**Stored items**
//! Implicit prerequisites for template runs.
//!
//! A template run whose project or inventory sources are configured to
//! update on launch first needs a fresh project sync and inventory syncs.
//! [`plan`] decides which syncs to create or reuse; the host persists the
//! new items and builds a [`DependencyIndex`], which the scheduling pass
//! consults through the [`DependencyHook`] seam to hold the run back until
//! its prerequisites have finished. A run whose prerequisite ended failed or
//! canceled can never start and is failed along with it.

use std::collections::{HashMap, HashSet};

use chrono::{DateTime, Duration, Utc};
use jobplane_id::{InventoryId, InventorySourceId, ProjectId, WorkItemId};
use serde::{Deserialize, Serialize};
use tracing::debug;

use crate::work_item::{LaunchKind, Projection, Status, TemplateRun, WorkItem};

/// Seconds an implicit project sync is backdated before its dependent run.
pub const PROJECT_SYNC_LEAD_SECS: i64 = 1;

/// Seconds an implicit inventory sync is backdated before its dependent run.
pub const INVENTORY_SYNC_LEAD_SECS: i64 = 2;

/// Prerequisites that keep an item from starting.
#[derive(Debug, Clone, PartialEq, Eq, Serialize)]
pub struct DependencyRequest {
    pub item_id: WorkItemId,
    /// Still pending, waiting or running.
    pub prerequisites: Vec<WorkItemId>,
    /// Ended failed or canceled, with their final status.
    pub failed: Vec<(WorkItemId, Status)>,
}

impl DependencyRequest {
    /// Operator-facing reason for failing the dependent item, if any
    /// prerequisite ended unsuccessfully.
    pub fn failure_explanation(&self) -> Option<String> {
        let (id, status) = self.failed.first()?;
        Some(format!("Previous task failed: {id} ended {status}"))
    }
}

/// Lets the orchestrating layer hold an item back until prerequisite items
/// it created have run.
pub trait DependencyHook {
    fn needs_dependency(&self, item: &WorkItem) -> Option<DependencyRequest>;
}

/// Hook for passes that never wait on prerequisites.
#[derive(Debug, Clone, Copy, Default)]
pub struct NoDependencies;

impl DependencyHook for NoDependencies {
    fn needs_dependency(&self, _item: &WorkItem) -> Option<DependencyRequest> {
        None
    }
}

/// Prerequisite edges with the last known status of each prerequisite.
#[derive(Debug, Clone, Default)]
pub struct DependencyIndex {
    edges: HashMap<WorkItemId, Vec<WorkItemId>>,
    statuses: HashMap<WorkItemId, Status>,
}

impl DependencyIndex {
    pub fn new() -> Self {
        Self::default()
    }

    /// Record that `item` must wait for `prerequisite`.
    pub fn link(&mut self, item: WorkItemId, prerequisite: WorkItemId) {
        let prerequisites = self.edges.entry(item).or_default();
        if !prerequisites.contains(&prerequisite) {
            prerequisites.push(prerequisite);
        }
    }

    pub fn set_status(&mut self, item: WorkItemId, status: Status) {
        self.statuses.insert(item, status);
    }

    pub fn prerequisites(&self, item: WorkItemId) -> &[WorkItemId] {
        self.edges.get(&item).map(Vec::as_slice).unwrap_or_default()
    }
}

impl DependencyHook for DependencyIndex {
    fn needs_dependency(&self, item: &WorkItem) -> Option<DependencyRequest> {
        let mut unfinished = Vec::new();
        let mut failed = Vec::new();
        for id in self.prerequisites(item.id()) {
            // Prerequisites with no known status have vanished and no longer block.
            match self.statuses.get(id) {
                Some(status) if status.is_unfinished() => unfinished.push(*id),
                Some(status @ (Status::Failed | Status::Canceled)) => failed.push((*id, *status)),
                _ => {}
            }
        }

        if unfinished.is_empty() && failed.is_empty() {
            None
        } else {
            Some(DependencyRequest {
                item_id: item.id(),
                prerequisites: unfinished,
                failed,
            })
        }
    }
}

/// Update-on-launch settings of a project.
#[derive(Debug, Clone, PartialEq, Eq)]
pub struct ProjectSettings {
    pub project_id: ProjectId,
    pub update_on_launch: bool,
    pub cache_timeout: Duration,
}

/// Update-on-launch settings of an inventory source.
#[derive(Debug, Clone, PartialEq, Eq)]
pub struct InventorySourceSettings {
    pub inventory_source_id: InventorySourceId,
    pub inventory_id: InventoryId,
    pub update_on_launch: bool,
    pub cache_timeout: Duration,
}

/// Most recent sync of a project or inventory source.
#[derive(Debug, Clone, PartialEq, Eq, Serialize, Deserialize)]
pub struct LatestSync {
    pub item_id: WorkItemId,
    pub status: Status,
    pub launch_kind: LaunchKind,
    pub created_at: DateTime<Utc>,
    pub finished_at: Option<DateTime<Utc>>,
}

/// What to do about one prerequisite.
#[derive(Debug, Clone, Copy, PartialEq, Eq)]
pub enum SyncDecision {
    /// A new sync must be created.
    Create,
    /// An in-flight sync covers it.
    Reuse(WorkItemId),
    /// The last sync is recent enough.
    Fresh,
}

/// Whether a template run created at `run_created_at` needs a project sync.
pub fn project_sync_decision(
    settings: &ProjectSettings,
    latest: Option<&LatestSync>,
    run_created_at: DateTime<Utc>,
    now: DateTime<Utc>,
) -> SyncDecision {
    let Some(latest) = latest else {
        return SyncDecision::Create;
    };

    match latest.status {
        Status::Failed | Status::Canceled => return SyncDecision::Create,
        Status::Pending | Status::Waiting | Status::Running => {
            return SyncDecision::Reuse(latest.item_id)
        }
        Status::Successful => {}
    }

    // With a zero cache timeout, the sync created for this very run counts
    // as fresh; otherwise every pass would create another one.
    if settings.cache_timeout.is_zero()
        && latest.launch_kind == LaunchKind::Dependency
        && latest.created_at == run_created_at - Duration::seconds(PROJECT_SYNC_LEAD_SECS)
    {
        return SyncDecision::Fresh;
    }

    expiry_decision(latest, settings.cache_timeout, now)
}

/// Whether an inventory source needs a sync before a dependent run.
pub fn inventory_sync_decision(
    settings: &InventorySourceSettings,
    latest: Option<&LatestSync>,
    now: DateTime<Utc>,
) -> SyncDecision {
    let Some(latest) = latest else {
        return SyncDecision::Create;
    };

    match latest.status {
        Status::Pending | Status::Waiting | Status::Running => {
            SyncDecision::Reuse(latest.item_id)
        }
        Status::Failed | Status::Canceled => SyncDecision::Create,
        Status::Successful => expiry_decision(latest, settings.cache_timeout, now),
    }
}

fn expiry_decision(latest: &LatestSync, cache_timeout: Duration, now: DateTime<Utc>) -> SyncDecision {
    match latest.finished_at {
        Some(finished_at) if finished_at + cache_timeout >= now => SyncDecision::Fresh,
        _ => SyncDecision::Create,
    }
}

/// Everything the planner needs to know about the pending template runs.
#[derive(Debug, Clone, Default)]
pub struct DependencyCatalog {
    pub projects: HashMap<ProjectId, ProjectSettings>,
    pub inventory_sources: Vec<InventorySourceSettings>,
    pub latest_project_syncs: HashMap<ProjectId, LatestSync>,
    pub latest_inventory_syncs: HashMap<InventorySourceId, LatestSync>,
    /// Prerequisites recorded by earlier passes, with their current status.
    pub recorded: HashMap<WorkItemId, Vec<(WorkItemId, Option<Status>)>>,
}

/// A prerequisite item the host must create.
#[derive(Debug, Clone, PartialEq, Eq, Serialize)]
#[serde(tag = "kind", rename_all = "snake_case")]
pub enum NewPrerequisite {
    ProjectSync {
        project_id: ProjectId,
        created_at: DateTime<Utc>,
    },
    InventorySync {
        inventory_source_id: InventorySourceId,
        inventory_id: InventoryId,
        created_at: DateTime<Utc>,
    },
}

/// Reference to a prerequisite that either exists or is about to.
#[derive(Debug, Clone, Copy, PartialEq, Eq, Serialize)]
#[serde(rename_all = "snake_case")]
pub enum PrerequisiteRef {
    Existing(WorkItemId),
    /// Index into [`DependencyPlan::creates`].
    Planned(usize),
}

/// Output of [`plan`].
#[derive(Debug, Clone, Default, PartialEq, Eq, Serialize)]
pub struct DependencyPlan {
    pub creates: Vec<NewPrerequisite>,
    pub links: Vec<(WorkItemId, PrerequisiteRef)>,
}

impl DependencyPlan {
    pub fn is_empty(&self) -> bool {
        self.links.is_empty()
    }

    /// Build the hook for this pass once the planned items have ids.
    ///
    /// `created` holds the ids of [`Self::creates`] in order; `None` marks an
    /// item the host failed to create, whose links are dropped. `items` is
    /// every work item loaded for the pass and supplies current statuses.
    pub fn into_index<'a, I>(
        self,
        catalog: &DependencyCatalog,
        created: &[Option<WorkItemId>],
        items: I,
    ) -> DependencyIndex
    where
        I: IntoIterator<Item = &'a WorkItem>,
    {
        let mut index = DependencyIndex::new();

        for (item, prerequisites) in &catalog.recorded {
            for (prerequisite, status) in prerequisites {
                index.link(*item, *prerequisite);
                if let Some(status) = status {
                    index.set_status(*prerequisite, *status);
                }
            }
        }

        for (item, prerequisite) in self.links {
            let resolved = match prerequisite {
                PrerequisiteRef::Existing(id) => Some(id),
                PrerequisiteRef::Planned(position) => created.get(position).copied().flatten(),
            };
            if let Some(id) = resolved {
                index.link(item, id);
            }
        }

        for item in items {
            index.set_status(item.id(), item.status());
        }

        index
    }
}

/// Plan the prerequisites of every pending template run.
///
/// Runs that already have recorded prerequisites are left alone. A sync
/// planned for one run is shared by later runs on the same project or
/// source within the same plan.
pub fn plan<'a, I>(catalog: &DependencyCatalog, pending: I, now: DateTime<Utc>) -> DependencyPlan
where
    I: IntoIterator<Item = &'a WorkItem>,
{
    let mut result = DependencyPlan::default();
    let mut planned_projects: HashMap<ProjectId, usize> = HashMap::new();
    let mut planned_sources: HashMap<InventorySourceId, usize> = HashMap::new();

    for item in pending {
        let WorkItem::TemplateRun(run) = item else {
            continue;
        };
        if run.common.status != Status::Pending {
            continue;
        }
        if catalog.recorded.get(&run.common.id).is_some_and(|deps| !deps.is_empty()) {
            debug!(item_id = %run.common.id, "Prerequisites already recorded");
            continue;
        }

        if let Some(reference) = plan_project_sync(catalog, run, now, &mut result, &mut planned_projects) {
            result.links.push((run.common.id, reference));
        }
        for reference in plan_inventory_syncs(catalog, run, now, &mut result, &mut planned_sources) {
            result.links.push((run.common.id, reference));
        }
    }

    result
}

fn plan_project_sync(
    catalog: &DependencyCatalog,
    run: &TemplateRun,
    now: DateTime<Utc>,
    result: &mut DependencyPlan,
    planned: &mut HashMap<ProjectId, usize>,
) -> Option<PrerequisiteRef> {
    let settings = catalog.projects.get(&run.project_id)?;
    if !settings.update_on_launch {
        return None;
    }
    if let Some(position) = planned.get(&run.project_id) {
        return Some(PrerequisiteRef::Planned(*position));
    }

    let latest = catalog.latest_project_syncs.get(&run.project_id);
    match project_sync_decision(settings, latest, run.common.created_at, now) {
        SyncDecision::Fresh => None,
        SyncDecision::Reuse(id) => Some(PrerequisiteRef::Existing(id)),
        SyncDecision::Create => {
            debug!(item_id = %run.common.id, project_id = %run.project_id, "Planning project sync");
            let position = result.creates.len();
            result.creates.push(NewPrerequisite::ProjectSync {
                project_id: run.project_id,
                created_at: run.common.created_at - Duration::seconds(PROJECT_SYNC_LEAD_SECS),
            });
            planned.insert(run.project_id, position);
            Some(PrerequisiteRef::Planned(position))
        }
    }
}

fn plan_inventory_syncs(
    catalog: &DependencyCatalog,
    run: &TemplateRun,
    now: DateTime<Utc>,
    result: &mut DependencyPlan,
    planned: &mut HashMap<InventorySourceId, usize>,
) -> Vec<PrerequisiteRef> {
    let already_updated: HashSet<InventorySourceId> =
        run.inventory_sources_already_updated.iter().copied().collect();
    let mut references = Vec::new();

    for source in &catalog.inventory_sources {
        if source.inventory_id != run.inventory_id
            || !source.update_on_launch
            || already_updated.contains(&source.inventory_source_id)
        {
            continue;
        }
        if let Some(position) = planned.get(&source.inventory_source_id) {
            references.push(PrerequisiteRef::Planned(*position));
            continue;
        }

        let latest = catalog.latest_inventory_syncs.get(&source.inventory_source_id);
        match inventory_sync_decision(source, latest, now) {
            SyncDecision::Fresh => {}
            SyncDecision::Reuse(id) => references.push(PrerequisiteRef::Existing(id)),
            SyncDecision::Create => {
                debug!(
                    item_id = %run.common.id,
                    inventory_source_id = %source.inventory_source_id,
                    "Planning inventory sync"
                );
                let position = result.creates.len();
                result.creates.push(NewPrerequisite::InventorySync {
                    inventory_source_id: source.inventory_source_id,
                    inventory_id: source.inventory_id,
                    created_at: run.common.created_at - Duration::seconds(INVENTORY_SYNC_LEAD_SECS),
                });
                planned.insert(source.inventory_source_id, position);
                references.push(PrerequisiteRef::Planned(position));
            }
        }
    }

    references
}
//! Node capacity accounting and placement.
//!
//! Every node group keeps one ordered pool per capacity type. A hybrid node
//! sits in both pools of each group it belongs to. Pools are ordered by
//! remaining capacity (largest first, hostname as tie-break) and re-sorted
//! whenever an assignment changes a node, so `best_node` never reads a stale
//! value.
//!
//! Control and hybrid nodes outside the control-plane group break a fleet
//! invariant. They keep their ledger entry but are left out of every pool,
//! so one misplaced node cannot shadow valid candidates.
//!
//! The ledger is recomputed from the running set on every pass; nothing here
//! is persisted.

use std::cmp::Reverse;
use std::collections::{BTreeMap, BTreeSet, HashMap, HashSet};

use jobplane_id::Hostname;
use serde::{Deserialize, Serialize};
use tracing::{debug, warn};

use crate::error::{SchedulerError, SchedulerResult};
use crate::work_item::{CapacityType, Projection, WorkItem};

/// Capability class of a node.
#[derive(Debug, Clone, Copy, PartialEq, Eq, Hash, Serialize, Deserialize)]
#[serde(rename_all = "snake_case")]
pub enum NodeRole {
    /// Orchestration only.
    Control,
    /// Workload only.
    Execution,
    /// Both control and execution.
    Hybrid,
    /// Mesh relay; never runs work.
    Hop,
}

impl NodeRole {
    pub fn as_str(&self) -> &'static str {
        match self {
            Self::Control => "control",
            Self::Execution => "execution",
            Self::Hybrid => "hybrid",
            Self::Hop => "hop",
        }
    }

    /// Capacity types this role can serve.
    pub fn serves(&self, capacity_type: CapacityType) -> bool {
        match self {
            Self::Hybrid => true,
            Self::Control => capacity_type == CapacityType::Control,
            Self::Execution => capacity_type == CapacityType::Execution,
            Self::Hop => false,
        }
    }

    /// Roles that must belong to the control-plane group.
    pub fn requires_control_plane(&self) -> bool {
        matches!(self, Self::Control | Self::Hybrid)
    }
}

impl std::fmt::Display for NodeRole {
    fn fmt(&self, f: &mut std::fmt::Formatter<'_>) -> std::fmt::Result {
        f.write_str(self.as_str())
    }
}

impl std::str::FromStr for NodeRole {
    type Err = String;

    fn from_str(s: &str) -> Result<Self, Self::Err> {
        match s {
            "control" => Ok(Self::Control),
            "execution" => Ok(Self::Execution),
            "hybrid" => Ok(Self::Hybrid),
            "hop" => Ok(Self::Hop),
            other => Err(format!("unknown node role '{other}'")),
        }
    }
}

/// A worker node as seen by one scheduling pass.
#[derive(Debug, Clone, PartialEq, Eq, Serialize, Deserialize)]
pub struct Node {
    pub hostname: Hostname,
    pub role: NodeRole,
    pub enabled: bool,
    pub total_capacity: u32,
    /// Invariant: `remaining_capacity <= total_capacity`.
    pub remaining_capacity: u32,
    pub running_count: u32,
}

impl Node {
    /// An enabled, idle node with all of its capacity available.
    pub fn new(hostname: Hostname, role: NodeRole, total_capacity: u32) -> Self {
        Self {
            hostname,
            role,
            enabled: true,
            total_capacity,
            remaining_capacity: total_capacity,
            running_count: 0,
        }
    }

    pub fn is_idle(&self) -> bool {
        self.running_count == 0
    }

    /// Account for one more item, never dropping below zero.
    fn consume(&mut self, cost: u32) {
        self.remaining_capacity = self.remaining_capacity.saturating_sub(cost);
        self.running_count += 1;
    }
}

/// Named partition of nodes.
#[derive(Debug, Clone, PartialEq, Eq, Serialize, Deserialize)]
pub struct NodeGroup {
    pub name: String,
    pub members: Vec<Hostname>,
}

impl NodeGroup {
    pub fn new(name: impl Into<String>, members: Vec<Hostname>) -> Self {
        Self {
            name: name.into(),
            members,
        }
    }
}

/// Ordered set of candidate nodes, most remaining capacity first.
#[derive(Debug, Clone, Default)]
pub struct NodePool {
    order: BTreeSet<(Reverse<u32>, Hostname)>,
    /// Remaining capacity each member was last inserted with.
    positions: HashMap<Hostname, u32>,
}

impl NodePool {
    pub fn new() -> Self {
        Self::default()
    }

    /// Insert or re-sort a node after its capacity changed.
    pub fn update(&mut self, node: &Node) {
        if let Some(previous) = self.positions.remove(&node.hostname) {
            self.order
                .remove(&(Reverse(previous), node.hostname.clone()));
        }
        self.order
            .insert((Reverse(node.remaining_capacity), node.hostname.clone()));
        self.positions
            .insert(node.hostname.clone(), node.remaining_capacity);
    }

    /// Candidate with the greatest remaining capacity.
    pub fn best(&self) -> Option<&Hostname> {
        self.order.iter().next().map(|(_, hostname)| hostname)
    }

    pub fn contains(&self, hostname: &Hostname) -> bool {
        self.positions.contains_key(hostname)
    }

    /// Members in priority order.
    pub fn iter(&self) -> impl Iterator<Item = &Hostname> {
        self.order.iter().map(|(_, hostname)| hostname)
    }

    pub fn len(&self) -> usize {
        self.positions.len()
    }

    pub fn is_empty(&self) -> bool {
        self.positions.is_empty()
    }
}

/// Control and execution pools of one node group.
#[derive(Debug, Clone, Default)]
struct GroupPools {
    control: NodePool,
    execution: NodePool,
}

impl GroupPools {
    fn pool(&self, capacity_type: CapacityType) -> &NodePool {
        match capacity_type {
            CapacityType::Control => &self.control,
            CapacityType::Execution => &self.execution,
        }
    }

    fn register(&mut self, node: &Node) {
        if node.role.serves(CapacityType::Control) {
            self.control.update(node);
        }
        if node.role.serves(CapacityType::Execution) {
            self.execution.update(node);
        }
    }
}

/// A chosen node for one work item.
#[derive(Debug, Clone, PartialEq, Eq)]
pub struct Placement {
    pub hostname: Hostname,
    /// Chosen only because the node is idle, not because the item fits.
    pub idle_fallback: bool,
}

/// In-memory capacity ledger for one pass.
#[derive(Debug, Clone)]
pub struct CapacityModel {
    nodes: BTreeMap<Hostname, Node>,
    pools: HashMap<String, GroupPools>,
    memberships: HashMap<Hostname, Vec<String>>,
    misconfigured: BTreeSet<Hostname>,
    control_plane_group: String,
}

impl CapacityModel {
    /// Build the ledger from the node list and the items already holding
    /// capacity.
    ///
    /// Disabled and hop nodes are left out. Each remaining node starts from
    /// its total capacity minus the cost of every waiting or running item
    /// placed on it. Control and hybrid nodes outside the control-plane group
    /// are never offered as candidates.
    pub fn build<'a, I>(
        nodes: Vec<Node>,
        groups: &[NodeGroup],
        active: I,
        control_plane_group: impl Into<String>,
    ) -> Self
    where
        I: IntoIterator<Item = &'a WorkItem>,
    {
        let mut ledger: BTreeMap<Hostname, Node> = nodes
            .into_iter()
            .filter(|node| node.enabled && node.role != NodeRole::Hop)
            .map(|mut node| {
                node.remaining_capacity = node.total_capacity;
                node.running_count = 0;
                (node.hostname.clone(), node)
            })
            .collect();

        for item in active {
            if !item.status().is_active() {
                continue;
            }
            let Some(hostname) = item.execution_node() else {
                continue;
            };
            match ledger.get_mut(hostname) {
                Some(node) => node.consume(item.capacity_cost()),
                None => debug!(
                    item_id = %item.id(),
                    node = %hostname,
                    "Active item on unschedulable node, not counted"
                ),
            }
        }

        let control_plane_group = control_plane_group.into();
        let control_plane: HashSet<&Hostname> = groups
            .iter()
            .filter(|group| group.name == control_plane_group)
            .flat_map(|group| group.members.iter())
            .collect();

        let mut pools: HashMap<String, GroupPools> = HashMap::new();
        let mut memberships: HashMap<Hostname, Vec<String>> = HashMap::new();
        let mut misconfigured: BTreeSet<Hostname> = BTreeSet::new();
        for group in groups {
            let group_pools = pools.entry(group.name.clone()).or_default();
            for hostname in &group.members {
                let Some(node) = ledger.get(hostname) else {
                    continue;
                };
                let member_of = memberships.entry(hostname.clone()).or_default();
                if !member_of.contains(&group.name) {
                    member_of.push(group.name.clone());
                }

                if node.role.requires_control_plane() && !control_plane.contains(hostname) {
                    if misconfigured.insert(hostname.clone()) {
                        warn!(
                            node = %hostname,
                            role = %node.role,
                            control_plane_group = %control_plane_group,
                            "Node outside the control-plane group, not schedulable"
                        );
                    }
                    continue;
                }
                group_pools.register(node);
            }
        }

        Self {
            nodes: ledger,
            pools,
            memberships,
            misconfigured,
            control_plane_group,
        }
    }

    pub fn node(&self, hostname: &Hostname) -> Option<&Node> {
        self.nodes.get(hostname)
    }

    /// All schedulable nodes, ordered by hostname.
    pub fn nodes(&self) -> impl Iterator<Item = &Node> {
        self.nodes.values()
    }

    /// Control and hybrid nodes excluded for sitting outside the
    /// control-plane group, ordered by hostname.
    pub fn misconfigured_nodes(&self) -> impl Iterator<Item = &Hostname> {
        self.misconfigured.iter()
    }

    /// Candidate with the most remaining capacity for `capacity_type` in `group`.
    pub fn best_node(&self, group: &str, capacity_type: CapacityType) -> Option<&Node> {
        self.pools
            .get(group)?
            .pool(capacity_type)
            .best()
            .and_then(|hostname| self.nodes.get(hostname))
    }

    /// Choose a node in `group` for `item`.
    ///
    /// Prefers the most idle node that still has room, spreading load rather
    /// than packing tightly. When nothing has room, any node with nothing
    /// running is accepted so large items cannot starve.
    pub fn fit(&self, item: &WorkItem, group: &str) -> Option<Placement> {
        let capacity_type = item.capacity_type();
        let cost = item.capacity_cost();

        if let Some(best) = self.best_node(group, capacity_type) {
            if best.remaining_capacity >= cost {
                return Some(Placement {
                    hostname: best.hostname.clone(),
                    idle_fallback: false,
                });
            }
        }

        self.find_largest_idle_instance(group, capacity_type)
            .map(|node| Placement {
                hostname: node.hostname.clone(),
                idle_fallback: true,
            })
    }

    /// Idle node with the largest total capacity, hostname as tie-break.
    pub fn find_largest_idle_instance(
        &self,
        group: &str,
        capacity_type: CapacityType,
    ) -> Option<&Node> {
        let pool = self.pools.get(group)?.pool(capacity_type);
        pool.iter()
            .filter_map(|hostname| self.nodes.get(hostname))
            .filter(|node| node.is_idle())
            .min_by(|a, b| {
                b.total_capacity
                    .cmp(&a.total_capacity)
                    .then_with(|| a.hostname.cmp(&b.hostname))
            })
    }

    /// Deduct `item`'s cost from `hostname` and re-sort it in every pool.
    ///
    /// Remaining capacity is floored at zero, so an idle-fallback placement
    /// may overcommit a node without the counter underflowing.
    pub fn assign(&mut self, item: &WorkItem, hostname: &Hostname) -> SchedulerResult<&Node> {
        let role = self
            .nodes
            .get(hostname)
            .map(|node| node.role)
            .ok_or_else(|| SchedulerError::NodeNotFound(hostname.clone()))?;

        let groups = self.memberships.get(hostname).cloned().unwrap_or_default();
        if role.requires_control_plane() && !groups.contains(&self.control_plane_group) {
            warn!(
                node = %hostname,
                role = %role,
                control_plane_group = %self.control_plane_group,
                "Node outside the control-plane group"
            );
            return Err(SchedulerError::ConfigurationInvariantViolation(format!(
                "{role} node {hostname} is not a member of the {} group",
                self.control_plane_group
            )));
        }

        let Some(node) = self.nodes.get_mut(hostname) else {
            return Err(SchedulerError::NodeNotFound(hostname.clone()));
        };
        node.consume(item.capacity_cost());
        debug!(
            item_id = %item.id(),
            node = %hostname,
            capacity_cost = item.capacity_cost(),
            remaining_capacity = node.remaining_capacity,
            running_count = node.running_count,
            "Consumed capacity"
        );

        for group in &groups {
            if let Some(group_pools) = self.pools.get_mut(group) {
                group_pools.register(node);
            }
        }

        Ok(node)
    }
}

**TASK OBJECTIVE**
Look over the data above and show each line that contains "Projection".

**RESULT OF THE EXERCISE**
use crate::work_item::{LaunchKind, Projection, Status, TemplateRun, WorkItem};
use crate::work_item::{CapacityType, Projection, WorkItem};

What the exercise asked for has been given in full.